Although autophagy is critical for pancreatic β-cell function, the role and mechanism of mitophagy in β-cells are unclear. We studied the role of lysosomal Ca²⁺ in TFEB activation by mitochondrial or metabolic stress and that of TFEB-mediated mitophagy in β-cell function. Mitochondrial or metabolic stress induced mitophagy through lysosomal Ca²⁺ release, increased cytosolic Ca²⁺ and TFEB activation.
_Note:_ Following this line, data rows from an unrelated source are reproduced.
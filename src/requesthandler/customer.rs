/********************************************************************************
 * Copyright (c) 2024 Contributors to the Eclipse Foundation
 *
 * See the NOTICE file(s) distributed with this work for additional
 * information regarding copyright ownership.
 *
 * This program and the accompanying materials are made available under the
 * terms of the Apache License Version 2.0 which is available at
 * https://www.apache.org/licenses/LICENSE-2.0
 *
 * SPDX-License-Identifier: Apache-2.0
 ********************************************************************************/

use async_trait::async_trait;
use serde::{Deserialize, Serialize};
use uuid::Uuid;

use crate::models::Customer;
use crate::query::{merge_filters, page_uri, QueryFilters};
use crate::{QueueName, RequestMethod, CONTENT_TYPE_JSON};

use super::{parse_response, RequestError, RequestHandler};

const RESOURCE_CUSTOMERS: &str = "customer/customers";

/// Operations of the customer-manager.
#[cfg_attr(any(test, feature = "test-util"), mockall::automock)]
#[async_trait]
pub trait CustomerManager: Send + Sync {
    /// Gets a page of customers.
    ///
    /// Each filter is sent as a `filter_<key>` query parameter.
    async fn customer_v1_customer_gets(
        &self,
        page_token: &str,
        page_size: u64,
        filters: &QueryFilters,
    ) -> Result<Vec<Customer>, RequestError>;

    async fn customer_v1_customer_get(&self, customer_id: Uuid) -> Result<Customer, RequestError>;

    async fn customer_v1_customer_delete(
        &self,
        customer_id: Uuid,
    ) -> Result<Customer, RequestError>;

    #[allow(clippy::too_many_arguments)]
    async fn customer_v1_customer_create(
        &self,
        timeout: u64,
        name: &str,
        detail: &str,
        email: &str,
        phone_number: &str,
        address: &str,
        webhook_method: &str,
        webhook_uri: &str,
    ) -> Result<Customer, RequestError>;

    /// Replaces the basic info of a customer.
    #[allow(clippy::too_many_arguments)]
    async fn customer_v1_customer_update(
        &self,
        customer_id: Uuid,
        name: &str,
        detail: &str,
        email: &str,
        phone_number: &str,
        address: &str,
        webhook_method: &str,
        webhook_uri: &str,
    ) -> Result<Customer, RequestError>;

    /// Checks if the customer's balance covers `count` units of the given kind of service.
    ///
    /// # Arguments
    ///
    /// * `reference_type` - The billed service, e.g. `call` or `sms`.
    /// * `country` - The ISO 3166 code of the destination country.
    async fn customer_v1_customer_is_valid_balance(
        &self,
        customer_id: Uuid,
        reference_type: &str,
        country: &str,
        count: u64,
    ) -> Result<bool, RequestError>;

    async fn customer_v1_customer_update_billing_account_id(
        &self,
        customer_id: Uuid,
        billing_account_id: Uuid,
    ) -> Result<Customer, RequestError>;
}

#[derive(Serialize)]
struct BasicInfoRequest<'a> {
    name: &'a str,
    detail: &'a str,
    email: &'a str,
    phone_number: &'a str,
    address: &'a str,
    webhook_method: &'a str,
    webhook_uri: &'a str,
}

#[derive(Serialize)]
struct IsValidBalanceRequest<'a> {
    reference_type: &'a str,
    country: &'a str,
    count: u64,
}

#[derive(Deserialize)]
struct IsValidBalanceResponse {
    valid: bool,
}

#[derive(Serialize)]
struct BillingAccountIdRequest {
    billing_account_id: Uuid,
}

#[async_trait]
impl CustomerManager for RequestHandler {
    async fn customer_v1_customer_gets(
        &self,
        page_token: &str,
        page_size: u64,
        filters: &QueryFilters,
    ) -> Result<Vec<Customer>, RequestError> {
        let uri = merge_filters(page_uri("/v1/customers", page_token, page_size), filters);
        let request = self
            .new_request(uri, RequestMethod::Get)
            .with_data_type(CONTENT_TYPE_JSON);
        let response = self
            .send(QueueName::CUSTOMER_REQUEST, RESOURCE_CUSTOMERS, request)
            .await?;
        parse_response(response)
    }

    async fn customer_v1_customer_get(&self, customer_id: Uuid) -> Result<Customer, RequestError> {
        let request = self
            .new_request(format!("/v1/customers/{customer_id}"), RequestMethod::Get)
            .with_data_type(CONTENT_TYPE_JSON);
        let response = self
            .send(QueueName::CUSTOMER_REQUEST, RESOURCE_CUSTOMERS, request)
            .await?;
        parse_response(response)
    }

    async fn customer_v1_customer_delete(
        &self,
        customer_id: Uuid,
    ) -> Result<Customer, RequestError> {
        let request = self
            .new_request(format!("/v1/customers/{customer_id}"), RequestMethod::Delete)
            .with_data_type(CONTENT_TYPE_JSON);
        let response = self
            .send(QueueName::CUSTOMER_REQUEST, RESOURCE_CUSTOMERS, request)
            .await?;
        parse_response(response)
    }

    async fn customer_v1_customer_create(
        &self,
        timeout: u64,
        name: &str,
        detail: &str,
        email: &str,
        phone_number: &str,
        address: &str,
        webhook_method: &str,
        webhook_uri: &str,
    ) -> Result<Customer, RequestError> {
        let request = self.new_json_request(
            "/v1/customers",
            RequestMethod::Post,
            &BasicInfoRequest {
                name,
                detail,
                email,
                phone_number,
                address,
                webhook_method,
                webhook_uri,
            },
        )?;
        let response = self
            .dispatch(
                QueueName::CUSTOMER_REQUEST,
                RESOURCE_CUSTOMERS,
                request,
                self.timeout_or_default(timeout),
                0,
            )
            .await?;
        parse_response(response)
    }

    async fn customer_v1_customer_update(
        &self,
        customer_id: Uuid,
        name: &str,
        detail: &str,
        email: &str,
        phone_number: &str,
        address: &str,
        webhook_method: &str,
        webhook_uri: &str,
    ) -> Result<Customer, RequestError> {
        let request = self.new_json_request(
            format!("/v1/customers/{customer_id}"),
            RequestMethod::Put,
            &BasicInfoRequest {
                name,
                detail,
                email,
                phone_number,
                address,
                webhook_method,
                webhook_uri,
            },
        )?;
        let response = self
            .send(QueueName::CUSTOMER_REQUEST, RESOURCE_CUSTOMERS, request)
            .await?;
        parse_response(response)
    }

    async fn customer_v1_customer_is_valid_balance(
        &self,
        customer_id: Uuid,
        reference_type: &str,
        country: &str,
        count: u64,
    ) -> Result<bool, RequestError> {
        let request = self.new_json_request(
            format!("/v1/customers/{customer_id}/is_valid_balance"),
            RequestMethod::Post,
            &IsValidBalanceRequest {
                reference_type,
                country,
                count,
            },
        )?;
        let response = self
            .send(
                QueueName::CUSTOMER_REQUEST,
                "customer/customers/<customer-id>/is_valid_balance",
                request,
            )
            .await?;
        parse_response::<IsValidBalanceResponse>(response).map(|res| res.valid)
    }

    async fn customer_v1_customer_update_billing_account_id(
        &self,
        customer_id: Uuid,
        billing_account_id: Uuid,
    ) -> Result<Customer, RequestError> {
        let request = self.new_json_request(
            format!("/v1/customers/{customer_id}/billing_account_id"),
            RequestMethod::Put,
            &BillingAccountIdRequest { billing_account_id },
        )?;
        let response = self
            .send(
                QueueName::CUSTOMER_REQUEST,
                "customer/customers/<customer-id>/billing_account_id",
                request,
            )
            .await?;
        parse_response(response)
    }
}

#[cfg(test)]
mod tests {
    use super::*;

    use test_case::test_case;
    use uuid::uuid;

    use crate::requesthandler::test_support::{
        expect_request, json_request, json_response, json_typed_request,
    };
    use crate::requesthandler::DEFAULT_TIMEOUT;

    #[test_case(
        &[("deleted", "false")],
        "/v1/customers?page_token=2021-03-02+03%3A23%3A20.995000&page_size=10&filter_deleted=false";
        "deleted filter"
    )]
    #[test_case(
        &[],
        "/v1/customers?page_token=2021-03-02+03%3A23%3A20.995000&page_size=10";
        "no filters"
    )]
    #[tokio::test]
    async fn test_customer_gets(filters: &[(&str, &str)], expected_uri: &'static str) {
        let handler = expect_request(
            QueueName::CUSTOMER_REQUEST,
            json_typed_request(expected_uri, RequestMethod::Get),
            DEFAULT_TIMEOUT,
            json_response(
                r#"[{"id":"30071608-7e43-11ec-b04a-bb4270e3e223","name":"test user 1"},{"id":"5ca81a9a-7e43-11ec-b271-5b65823bfdd3","name":"test user 2"}]"#,
            ),
        );
        let filters = filters
            .iter()
            .map(|(k, v)| (k.to_string(), v.to_string()))
            .collect::<QueryFilters>();

        let result = handler
            .customer_v1_customer_gets("2021-03-02 03:23:20.995000", 10, &filters)
            .await;
        assert!(result.is_ok_and(|customers| customers.len() == 2
            && customers.first().is_some_and(|c| c.name == "test user 1")));
    }

    #[tokio::test]
    async fn test_customer_get() {
        let handler = expect_request(
            QueueName::CUSTOMER_REQUEST,
            json_typed_request(
                "/v1/customers/951a4038-7e43-11ec-bc59-4f1dc0de20b0",
                RequestMethod::Get,
            ),
            DEFAULT_TIMEOUT,
            json_response(r#"{"id":"951a4038-7e43-11ec-bc59-4f1dc0de20b0","name":"test user 1","detail":"test user 1 detail"}"#),
        );

        let result = handler
            .customer_v1_customer_get(uuid!("951a4038-7e43-11ec-bc59-4f1dc0de20b0"))
            .await;
        assert!(result.is_ok_and(|c| c.detail == "test user 1 detail"));
    }

    #[tokio::test]
    async fn test_customer_delete() {
        let handler = expect_request(
            QueueName::CUSTOMER_REQUEST,
            json_typed_request(
                "/v1/customers/d6afec8c-7e43-11ec-ab03-ff394ae04b39",
                RequestMethod::Delete,
            ),
            DEFAULT_TIMEOUT,
            json_response(r#"{"id":"d6afec8c-7e43-11ec-ab03-ff394ae04b39"}"#),
        );

        let result = handler
            .customer_v1_customer_delete(uuid!("d6afec8c-7e43-11ec-ab03-ff394ae04b39"))
            .await;
        assert!(result.is_ok());
    }

    #[tokio::test]
    async fn test_customer_create() {
        let handler = expect_request(
            QueueName::CUSTOMER_REQUEST,
            json_request(
                "/v1/customers",
                RequestMethod::Post,
                r#"{"name":"test1","detail":"detail1","email":"test@test.com","phone_number":"+821100000001","address":"somewhere","webhook_method":"POST","webhook_uri":"test.com"}"#,
            ),
            DEFAULT_TIMEOUT,
            json_response(r#"{"id":"47943ef0-cb2f-11ee-adbd-136bc293c7e1"}"#),
        );

        let result = handler
            .customer_v1_customer_create(
                DEFAULT_TIMEOUT,
                "test1",
                "detail1",
                "test@test.com",
                "+821100000001",
                "somewhere",
                "POST",
                "test.com",
            )
            .await;
        assert!(result.is_ok_and(|c| c.id == uuid!("47943ef0-cb2f-11ee-adbd-136bc293c7e1")));
    }

    #[tokio::test]
    async fn test_customer_update() {
        let handler = expect_request(
            QueueName::CUSTOMER_REQUEST,
            json_request(
                "/v1/customers/eed8e316-7e45-11ec-bcac-97541487f2c1",
                RequestMethod::Put,
                r#"{"name":"test1","detail":"detail1","email":"test@test.com","phone_number":"+821100000001","address":"somewhere","webhook_method":"POST","webhook_uri":"test.com"}"#,
            ),
            DEFAULT_TIMEOUT,
            json_response(r#"{"id":"eed8e316-7e45-11ec-bcac-97541487f2c1"}"#),
        );

        let result = handler
            .customer_v1_customer_update(
                uuid!("eed8e316-7e45-11ec-bcac-97541487f2c1"),
                "test1",
                "detail1",
                "test@test.com",
                "+821100000001",
                "somewhere",
                "POST",
                "test.com",
            )
            .await;
        assert!(result.is_ok());
    }

    #[tokio::test]
    async fn test_customer_is_valid_balance() {
        let handler = expect_request(
            QueueName::CUSTOMER_REQUEST,
            json_request(
                "/v1/customers/57e0d56e-0f8e-11ee-a32d-4b65fba800d5/is_valid_balance",
                RequestMethod::Post,
                r#"{"reference_type":"call","country":"us","count":3}"#,
            ),
            DEFAULT_TIMEOUT,
            json_response(r#"{"valid":true}"#),
        );

        let result = handler
            .customer_v1_customer_is_valid_balance(
                uuid!("57e0d56e-0f8e-11ee-a32d-4b65fba800d5"),
                "call",
                "us",
                3,
            )
            .await;
        assert!(result.is_ok_and(|valid| valid));
    }

    #[tokio::test]
    async fn test_customer_update_billing_account_id() {
        let handler = expect_request(
            QueueName::CUSTOMER_REQUEST,
            json_request(
                "/v1/customers/2935091e-0f94-11ee-a5e5-a34227ad44a6/billing_account_id",
                RequestMethod::Put,
                r#"{"billing_account_id":"296b4aba-0f94-11ee-99c9-ab67bb9c534a"}"#,
            ),
            DEFAULT_TIMEOUT,
            json_response(r#"{"id":"2935091e-0f94-11ee-a5e5-a34227ad44a6","billing_account_id":"296b4aba-0f94-11ee-99c9-ab67bb9c534a"}"#),
        );

        let result = handler
            .customer_v1_customer_update_billing_account_id(
                uuid!("2935091e-0f94-11ee-a5e5-a34227ad44a6"),
                uuid!("296b4aba-0f94-11ee-99c9-ab67bb9c534a"),
            )
            .await;
        assert!(result.is_ok_and(
            |c| c.billing_account_id == uuid!("296b4aba-0f94-11ee-99c9-ab67bb9c534a")
        ));
    }
}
Lysosomal Ca²⁺ replenishment by ER- > lysosome Ca²⁺ refilling was essential for mitophagy. β-cell-specific Tfeb knockout (Tfeb^Δβ-cell) abrogated high-fat diet (HFD)-induced mitophagy, accompanied by increased ROS and reduced mitochondrial cytochrome c oxidase activity or O₂ consumption. Tfeb^Δβ-cell mice showed aggravation of HFD-induced glucose intolerance and impaired insulin release. Metabolic or mitochondrial stress induced TFEB-dependent expression of mitophagy receptors including Ndp52 and Optn, contributing to the increased mitophagy. These results suggest crucial roles of lysosomal Ca²⁺ release coupled with ER- > lysosome Ca²⁺ refilling and TFEB activation in mitophagy and maintenance of pancreatic β-cell function during metabolic stress.